Section 32 of the first Restatement of Contracts stated that "a method is provided for determining the length of the engagement” — and, thus, a durational term — where a promises b to employ him, *678and b promises to serve a "as long as b is able to do the work.”2 (Emphasis added.)
Clearly, Professor Samuel Williston, the reporter, and Professor Arthur L. Corbin, the special advisor, and other luminaries3 involved in the preparation of the Restatement of Contracts, were of the opinion that a promise to serve as long as one is able to do the work provides a method for determining the length of the engagement and, hence, a durational term.
B
The misstatement of the issue appears in the following sentence of the lead opinion:
The issue posed by this case is whether defendant employer’s oral statements and written policy statements directed at plaintiff may be interpreted to permit a promise implied in fact not to terminate except for cause.[4] [Emphasis added.]
A claim for wrongful discharge predicated on "oral statements directed at plaintiff” — e.g., "as long as I sold, I would have a job at Montgomery Ward” — seeks recovery on the basis of an express promise, not a promise implied in fact. A claim that is based on an employer’s "written policy *679statements” would, indeed, depend on an implied promise.
The signers of the lead opinion err in combining two inquiries:
—Did the "oral statements directed at” Rowe give rise to an express contract; and
—Did Montgomery Ward’s "written policy statements” "imply in fact” a promise not to terminate except for cause?
In thus misstating the issue, the majority asks the wrong question, and perforce reaches the wrong answer.
Rowe’s express contract claim for wrongful discharge does not depend at all on Montgomery Ward’s "written policy statements”5 or on terms left to inference. Rowe claimed, she testified, the person who hired her corroborated, and the jury found, that Montgomery Ward offered — subject to Rules of Personal Conduct that enumerated grounds for discharge6 — to employ her to sell appli*680anees at a stated compensation for as long as she was able to do the work, i.e., selling.7 Those terms *681were all express, none were implied.

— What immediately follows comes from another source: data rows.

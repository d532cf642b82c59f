use std::sync::Arc;
use tokio::sync::Mutex;

use crate::database::StateStore;
use crate::services::coordinator::RunCoordinator;

pub mod admin;
pub mod reports;

/// Shared by every handler and the tick loop
pub struct AppState {
    /// Held for the whole run, so runs never overlap
    pub coordinator: Mutex<RunCoordinator>,
    pub store: Arc<dyn StateStore>,
    pub admin_token: Option<String>,
}

impl AppState {
    pub fn new(coordinator: RunCoordinator, admin_token: Option<String>) -> Arc<Self> {
        let store = coordinator.store().clone();
        Arc::new(Self {
            coordinator: Mutex::new(coordinator),
            store,
            admin_token,
        })
    }
}
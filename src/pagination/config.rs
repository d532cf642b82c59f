/// Default rows requested per upstream page
pub const DEFAULT_PAGE_LIMIT: usize = 50;

/// Configuration for offset/limit paginated queries
#[derive(Debug, Clone)]
pub struct PaginationConfig {
    pub limit: usize,
    pub max_pages: Option<usize>,
}

impl PaginationConfig {
    pub fn new(limit: usize) -> Self {
        Self {
            limit: limit.max(1),
            max_pages: None,
        }
    }

    pub fn with_max_pages(mut self, max: usize) -> Self {
        self.max_pages = Some(max);
        self
    }
}

impl Default for PaginationConfig {
    fn default() -> Self {
        Self::new(DEFAULT_PAGE_LIMIT)
    }
}
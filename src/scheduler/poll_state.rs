use serde::{Deserialize, Serialize};

/// Polling urgency tier
#[derive(Debug, Clone, Copy, PartialEq, Eq, Serialize, Deserialize)]
#[serde(rename_all = "lowercase")]
pub enum PollMode {
    Fast,
    Slow,
}

impl PollMode {
    pub fn as_str(self) -> &'static str {
        match self {
            PollMode::Fast => "fast",
            PollMode::Slow => "slow",
        }
    }
}

/// Quiet-confirmation state machine.
///
/// `Ongoing` (streak 0) -> `Verifying` (streak 1) -> `Dormant` (streak 2).
/// Only `Dormant` polls in slow mode, so one empty poll never parks a
/// tournament.
#[derive(Debug, Clone, Copy, PartialEq, Eq, Serialize, Deserialize)]
#[serde(rename_all = "lowercase")]
pub enum PollPhase {
    Ongoing,
    Verifying,
    Dormant,
}

impl PollPhase {
    /// Phase after observing fresh data
    pub fn next(self, pending_today: bool) -> PollPhase {
        if pending_today {
            return PollPhase::Ongoing;
        }
        match self {
            PollPhase::Ongoing => PollPhase::Verifying,
            PollPhase::Verifying | PollPhase::Dormant => PollPhase::Dormant,
        }
    }

    pub fn streak(self) -> u8 {
        match self {
            PollPhase::Ongoing => 0,
            PollPhase::Verifying => 1,
            PollPhase::Dormant => 2,
        }
    }

    pub fn from_streak(streak: u8) -> PollPhase {
        match streak {
            0 => PollPhase::Ongoing,
            1 => PollPhase::Verifying,
            _ => PollPhase::Dormant,
        }
    }

    pub fn mode(self) -> PollMode {
        if self.streak() >= 2 {
            PollMode::Slow
        } else {
            PollMode::Fast
        }
    }
}

/// Persisted per-tournament polling state
#[derive(Debug, Clone, Copy, PartialEq, Eq, Serialize, Deserialize)]
pub struct PollState {
    /// Epoch milliseconds of the last successful fetch; 0 = never
    pub last_success_ms: i64,
    pub phase: PollPhase,
}

impl PollState {
    pub fn new(last_success_ms: i64, phase: PollPhase) -> Self {
        Self {
            last_success_ms,
            phase,
        }
    }

    pub fn never_polled() -> Self {
        Self::new(0, PollPhase::Ongoing)
    }

    pub fn mode(&self) -> PollMode {
        self.phase.mode()
    }

    pub fn streak(&self) -> u8 {
        self.phase.streak()
    }

    pub fn has_succeeded(&self) -> bool {
        self.last_success_ms > 0
    }

    pub fn with_success_at(self, millis: i64) -> Self {
        Self {
            last_success_ms: millis,
            ..self
        }
    }

    /// Next state after an aggregation pass. Only refreshed tournaments move.
    pub fn advance(self, refreshed: bool, pending_today: bool) -> Self {
        if !refreshed {
            return self;
        }
        Self {
            phase: self.phase.next(pending_today),
            ..self
        }
    }
}

impl Default for PollState {
    fn default() -> Self {
        Self::never_polled()
    }
}
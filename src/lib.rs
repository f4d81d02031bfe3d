//////////////////////////
// lib.rs
//////////////////////////

pub mod ai;
pub mod board;
pub mod check;
pub mod config;
pub mod driver;
pub mod error;
pub mod evaluator;
pub mod legal;
pub mod rules;
pub mod session;
pub mod types;

pub use ai::RandomAi;
pub use board::{Board, BoardSnapshot};
pub use config::SessionConfig;
pub use driver::{EventSink, GameDriver, NullSink, Scheduler, TokioScheduler};
pub use error::{BoardError, ConfigError, MoveError, ParseError};
pub use session::{AiTicket, GameEvent, MoveOutcome, MoveRecord, Session};
pub use types::*;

Since the promise made to Rowe stated a durational term and required no performance of Rowe other than that she sell, then, absent a term inferred for the beneñt of the employer that she could be discharged for a cause not stated in the Rules of Personal Conduct, Rowe could be discharged only for nonperformance, i.e., failure to sell, or a cause stated in the Rules of Personal Conduct.8
When Montgomery Ward discharged Rowe it did not claim that she had ceased to be able to do the work, i.e., to sell. On the contrary, Rowe’s sales record was exemplary.9 The stated10 reason for discharging Rowe was that on one occasion she left *682the store without permission and failed to note on her time card that she had been absent. The question whether Rowe was properly discharged for cause in failing to punch out on her time card was submitted to the jury,11 and by its verdict12 the jury found that Rowe’s failure to punch out was not cause for discharge.13
*683C
Contracts with "as long as” durational terms are express contracts. The majority concludes that to maintain an action on an express "as long as” promise of employment, a promisee must establish an implied promise by the promisor not to discharge at will. The conclusion that a promisor may renege at will unless he impliedly promised not to renege at will is without support in the cases,14 and should be viewed by promisors generally — even those who may, in the short run, believe that today’s decision is to their advantage— as excessive.
D
The majority compounds the errors in misstating the issue (subpart A, p 677), and in proceeding to decision on the mistaken assumption that the promise made to Rowe did not state a durational term (subpart b, p 678), by donning the mantle of trier of fact.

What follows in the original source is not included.